§ Data to examine
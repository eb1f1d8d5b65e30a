//! People with random categorical attributes, linked when they share the
//! value of the active attribute.

use std::fmt;
use std::str::FromStr;

use log::debug;
use rand::Rng;

use super::Link;
use super::palette::color_at;

pub const NUM_NODES: usize = 200;

const DEPARTMENTS: &[&str] = &["Engineering", "Marketing", "Sales", "HR", "Finance", "Product", "Design"];
const PERFORMANCES: &[&str] = &["Exceptional", "Above Average", "Average", "Below Average"];
const LOCATIONS: &[&str] = &["North America", "Europe", "Asia", "South America", "Africa", "Australia"];
const EXPERIENCES: &[&str] = &["Junior", "Mid-level", "Senior", "Lead", "Executive"];

/// The categorical dimension used to link and colour nodes.
#[derive(Clone, Copy, Debug, Default, PartialEq, Eq, Hash)]
pub enum Attribute {
	#[default]
	Department,
	Performance,
	Location,
	Experience,
}

impl Attribute {
	pub const ALL: [Attribute; 4] = [
		Attribute::Department,
		Attribute::Performance,
		Attribute::Location,
		Attribute::Experience,
	];

	pub fn domain(self) -> &'static [&'static str] {
		match self {
			Attribute::Department => DEPARTMENTS,
			Attribute::Performance => PERFORMANCES,
			Attribute::Location => LOCATIONS,
			Attribute::Experience => EXPERIENCES,
		}
	}

	/// Key used in URLs and the selector.
	pub fn key(self) -> &'static str {
		match self {
			Attribute::Department => "department",
			Attribute::Performance => "performance",
			Attribute::Location => "location",
			Attribute::Experience => "experience",
		}
	}

	pub fn title(self) -> &'static str {
		match self {
			Attribute::Department => "Department",
			Attribute::Performance => "Performance",
			Attribute::Location => "Location",
			Attribute::Experience => "Experience Level",
		}
	}

	/// Palette colour of `value`, by its position in this attribute's domain.
	pub fn color_of(self, value: &str) -> &'static str {
		let index = self.domain().iter().position(|v| *v == value).unwrap_or(0);
		color_at(index)
	}
}

impl fmt::Display for Attribute {
	fn fmt(&self, f: &mut fmt::Formatter<'_>) -> fmt::Result {
		f.write_str(self.key())
	}
}

impl FromStr for Attribute {
	type Err = String;

	fn from_str(s: &str) -> Result<Self, Self::Err> {
		Attribute::ALL
			.into_iter()
			.find(|a| a.key().eq_ignore_ascii_case(s.trim()))
			.ok_or_else(|| format!("unknown attribute: {s}"))
	}
}

/// One value per attribute.
#[derive(Clone, Debug, PartialEq, Eq)]
pub struct Profile {
	pub department: &'static str,
	pub performance: &'static str,
	pub location: &'static str,
	pub experience: &'static str,
}

impl Profile {
	pub fn random<R: Rng>(rng: &mut R) -> Self {
		let mut pick = |domain: &'static [&'static str]| domain[rng.gen_range(0..domain.len())];
		Self {
			department: pick(DEPARTMENTS),
			performance: pick(PERFORMANCES),
			location: pick(LOCATIONS),
			experience: pick(EXPERIENCES),
		}
	}

	pub fn get(&self, attribute: Attribute) -> &'static str {
		match attribute {
			Attribute::Department => self.department,
			Attribute::Performance => self.performance,
			Attribute::Location => self.location,
			Attribute::Experience => self.experience,
		}
	}
}

#[derive(Clone, Debug, PartialEq)]
pub struct PersonNode {
	pub id: String,
	pub name: String,
	pub category: Profile,
}

#[derive(Clone, Debug, PartialEq)]
pub struct AttributeGraph {
	pub nodes: Vec<PersonNode>,
	pub links: Vec<Link>,
	pub attribute: Attribute,
}

impl AttributeGraph {
	/// Generates `count` people and links them by `attribute`.
	pub fn generate<R: Rng>(count: usize, attribute: Attribute, rng: &mut R) -> Self {
		let nodes = (0..count)
			.map(|i| PersonNode {
				id: format!("node{i}"),
				name: format!("Node {i}"),
				category: Profile::random(rng),
			})
			.collect::<Vec<_>>();
		let links = build_links(&nodes, attribute);
		Self {
			nodes,
			links,
			attribute,
		}
	}

	/// Discards the current links and rebuilds them for `attribute`.
	pub fn relink(&mut self, attribute: Attribute) {
		self.links = build_links(&self.nodes, attribute);
		self.attribute = attribute;
		debug!("Rebuilt {} links by {attribute}", self.links.len());
	}

	pub fn node(&self, id: &str) -> Option<&PersonNode> {
		self.nodes.iter().find(|n| n.id == id)
	}
}

/// Links every unordered pair of nodes sharing the value of `attribute`.
///
/// Quadratic in the node count: fine for a few hundred nodes, not beyond.
pub fn build_links(nodes: &[PersonNode], attribute: Attribute) -> Vec<Link> {
	let mut links = Vec::new();
	for (i, a) in nodes.iter().enumerate() {
		for b in &nodes[i + 1..] {
			if a.category.get(attribute) == b.category.get(attribute) {
				links.push(Link::new(a.id.clone(), b.id.clone()));
			}
		}
	}
	links
}

#[cfg(test)]
mod tests {
	use std::collections::HashMap;

	use rand::SeedableRng;
	use rand::rngs::SmallRng;

	use super::*;

	fn person(i: usize, department: &'static str, location: &'static str) -> PersonNode {
		PersonNode {
			id: format!("node{i}"),
			name: format!("Node {i}"),
			category: Profile {
				department,
				performance: "Average",
				location,
				experience: "Junior",
			},
		}
	}

	#[test]
	fn generated_values_come_from_domains() {
		let mut rng = SmallRng::seed_from_u64(7);
		let graph = AttributeGraph::generate(NUM_NODES, Attribute::Department, &mut rng);
		assert_eq!(graph.nodes.len(), NUM_NODES);
		assert_eq!(graph.nodes[42].id, "node42");
		for node in &graph.nodes {
			for attribute in Attribute::ALL {
				assert!(attribute.domain().contains(&node.category.get(attribute)));
			}
		}
	}

	#[test]
	fn link_count_matches_group_sizes() {
		let mut rng = SmallRng::seed_from_u64(11);
		let graph = AttributeGraph::generate(60, Attribute::Location, &mut rng);
		let mut sizes: HashMap<&str, usize> = HashMap::new();
		for node in &graph.nodes {
			*sizes.entry(node.category.location).or_default() += 1;
		}
		let expected: usize = sizes.values().map(|n| n * (n - 1) / 2).sum();
		assert_eq!(graph.links.len(), expected);
	}

	#[test]
	fn links_join_equal_values_only() {
		let nodes = vec![
			person(0, "HR", "Asia"),
			person(1, "HR", "Europe"),
			person(2, "Sales", "Asia"),
			person(3, "Design", "Africa"),
		];
		assert_eq!(build_links(&nodes, Attribute::Department), [Link::new("node0", "node1")]);
		assert_eq!(build_links(&nodes, Attribute::Location), [Link::new("node0", "node2")]);
		assert_eq!(build_links(&nodes, Attribute::Performance).len(), 6);
	}

	#[test]
	fn relink_is_idempotent() {
		let mut rng = SmallRng::seed_from_u64(3);
		let mut graph = AttributeGraph::generate(40, Attribute::Department, &mut rng);
		graph.relink(Attribute::Experience);
		let first = graph.links.clone();
		graph.relink(Attribute::Experience);
		assert_eq!(graph.links, first);
		assert_eq!(graph.attribute, Attribute::Experience);
		assert_eq!(graph.nodes.len(), 40);
	}

	#[test]
	fn parses_attribute_keys() {
		assert_eq!("Location".parse::<Attribute>(), Ok(Attribute::Location));
		assert_eq!(" experience ".parse::<Attribute>(), Ok(Attribute::Experience));
		assert!("salary".parse::<Attribute>().is_err());
	}

	#[test]
	fn colors_follow_domain_position() {
		assert_eq!(Attribute::Department.color_of("Engineering"), color_at(0));
		assert_eq!(Attribute::Location.color_of("Australia"), color_at(5));
	}
}
//! Centering, link-length and collision passes run after each engine step.

use super::types::ForceSettings;

#[derive(Clone, Copy, Debug, Default, PartialEq)]
pub struct Body {
	pub x: f32,
	pub y: f32,
	pub radius: f64,
	pub anchored: bool,
}

const LINK_STRENGTH: f64 = 0.1;
const COLLIDE_STRENGTH: f64 = 0.7;

/// Applies the optional forces in `settings` to `bodies` in place.
pub fn apply(bodies: &mut [Body], edges: &[(usize, usize)], settings: &ForceSettings) {
	if let Some(rest) = settings.link_distance {
		for &(a, b) in edges {
			let (Some(&pa), Some(&pb)) = (bodies.get(a), bodies.get(b)) else {
				continue;
			};
			let (dx, dy) = ((pb.x - pa.x) as f64, (pb.y - pa.y) as f64);
			let dist = (dx * dx + dy * dy).sqrt();
			if dist < 1e-6 {
				continue;
			}
			let shift = (dist - rest) / dist * LINK_STRENGTH * 0.5;
			nudge(bodies, a, dx * shift, dy * shift);
			nudge(bodies, b, -dx * shift, -dy * shift);
		}
	}

	if let Some(collide) = settings.collide {
		for i in 0..bodies.len() {
			for j in i + 1..bodies.len() {
				let (pa, pb) = (bodies[i], bodies[j]);
				let (dx, dy) = ((pb.x - pa.x) as f64, (pb.y - pa.y) as f64);
				let dist = (dx * dx + dy * dy).sqrt();
				let min = (pa.radius + pb.radius) * collide;
				if dist >= min || dist < 1e-6 {
					continue;
				}
				let shift = (min - dist) / dist * COLLIDE_STRENGTH * 0.5;
				nudge(bodies, i, -dx * shift, -dy * shift);
				nudge(bodies, j, dx * shift, dy * shift);
			}
		}
	}

	if let Some(strength) = settings.center {
		let free = bodies.iter().filter(|b| !b.anchored).count();
		if free > 0 {
			let (sx, sy) = bodies
				.iter()
				.filter(|b| !b.anchored)
				.fold((0.0, 0.0), |(sx, sy), b| (sx + b.x as f64, sy + b.y as f64));
			let (cx, cy) = (sx / free as f64, sy / free as f64);
			for i in 0..bodies.len() {
				nudge(bodies, i, -cx * strength, -cy * strength);
			}
		}
	}
}

fn nudge(bodies: &mut [Body], i: usize, dx: f64, dy: f64) {
	if let Some(body) = bodies.get_mut(i).filter(|b| !b.anchored) {
		body.x += dx as f32;
		body.y += dy as f32;
	}
}

#[cfg(test)]
mod tests {
	use super::*;

	fn body(x: f32, y: f32) -> Body {
		Body {
			x,
			y,
			radius: 1.0,
			anchored: false,
		}
	}

	fn dist(a: Body, b: Body) -> f64 {
		(((b.x - a.x) as f64).powi(2) + ((b.y - a.y) as f64).powi(2)).sqrt()
	}

	#[test]
	fn no_optional_forces_is_noop() {
		let mut bodies = vec![body(1.0, 2.0), body(3.0, 4.0)];
		let before = bodies.clone();
		apply(&mut bodies, &[(0, 1)], &ForceSettings::default());
		assert_eq!(bodies, before);
	}

	#[test]
	fn links_move_towards_rest_length() {
		let settings = ForceSettings {
			link_distance: Some(30.0),
			..Default::default()
		};
		let mut bodies = vec![body(0.0, 0.0), body(100.0, 0.0)];
		apply(&mut bodies, &[(0, 1)], &settings);
		let d = dist(bodies[0], bodies[1]);
		assert!(d < 100.0 && d > 30.0);
	}

	#[test]
	fn collisions_push_apart() {
		let settings = ForceSettings {
			collide: Some(2.0),
			..Default::default()
		};
		let mut bodies = vec![body(0.0, 0.0), body(1.0, 0.0)];
		apply(&mut bodies, &[], &settings);
		assert!(dist(bodies[0], bodies[1]) > 1.0);
	}

	#[test]
	fn centering_moves_centroid_to_origin() {
		let settings = ForceSettings {
			center: Some(1.0),
			..Default::default()
		};
		let mut bodies = vec![body(10.0, 10.0), body(30.0, 10.0)];
		apply(&mut bodies, &[], &settings);
		assert!((bodies[0].x + 10.0).abs() < 1e-4);
		assert!((bodies[1].x - 10.0).abs() < 1e-4);
		assert!(bodies[0].y.abs() < 1e-4);
	}

	#[test]
	fn anchored_bodies_stay_put() {
		let settings = ForceSettings {
			link_distance: Some(10.0),
			center: Some(1.0),
			..Default::default()
		};
		let mut bodies = vec![
			Body {
				anchored: true,
				..body(50.0, 0.0)
			},
			body(0.0, 0.0),
		];
		apply(&mut bodies, &[(0, 1)], &settings);
		assert_eq!((bodies[0].x, bodies[0].y), (50.0, 0.0));
	}
}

§ What you are asked to do
Every line holding the word "Engineering" should be copied out of the material.

§ Output of the exercise
const DEPARTMENTS: &[&str] = &["Engineering", "Marketing", "Sales", "HR", "Finance", "Product", "Design"];
		assert_eq!(Attribute::Department.color_of("Engineering"), color_at(0));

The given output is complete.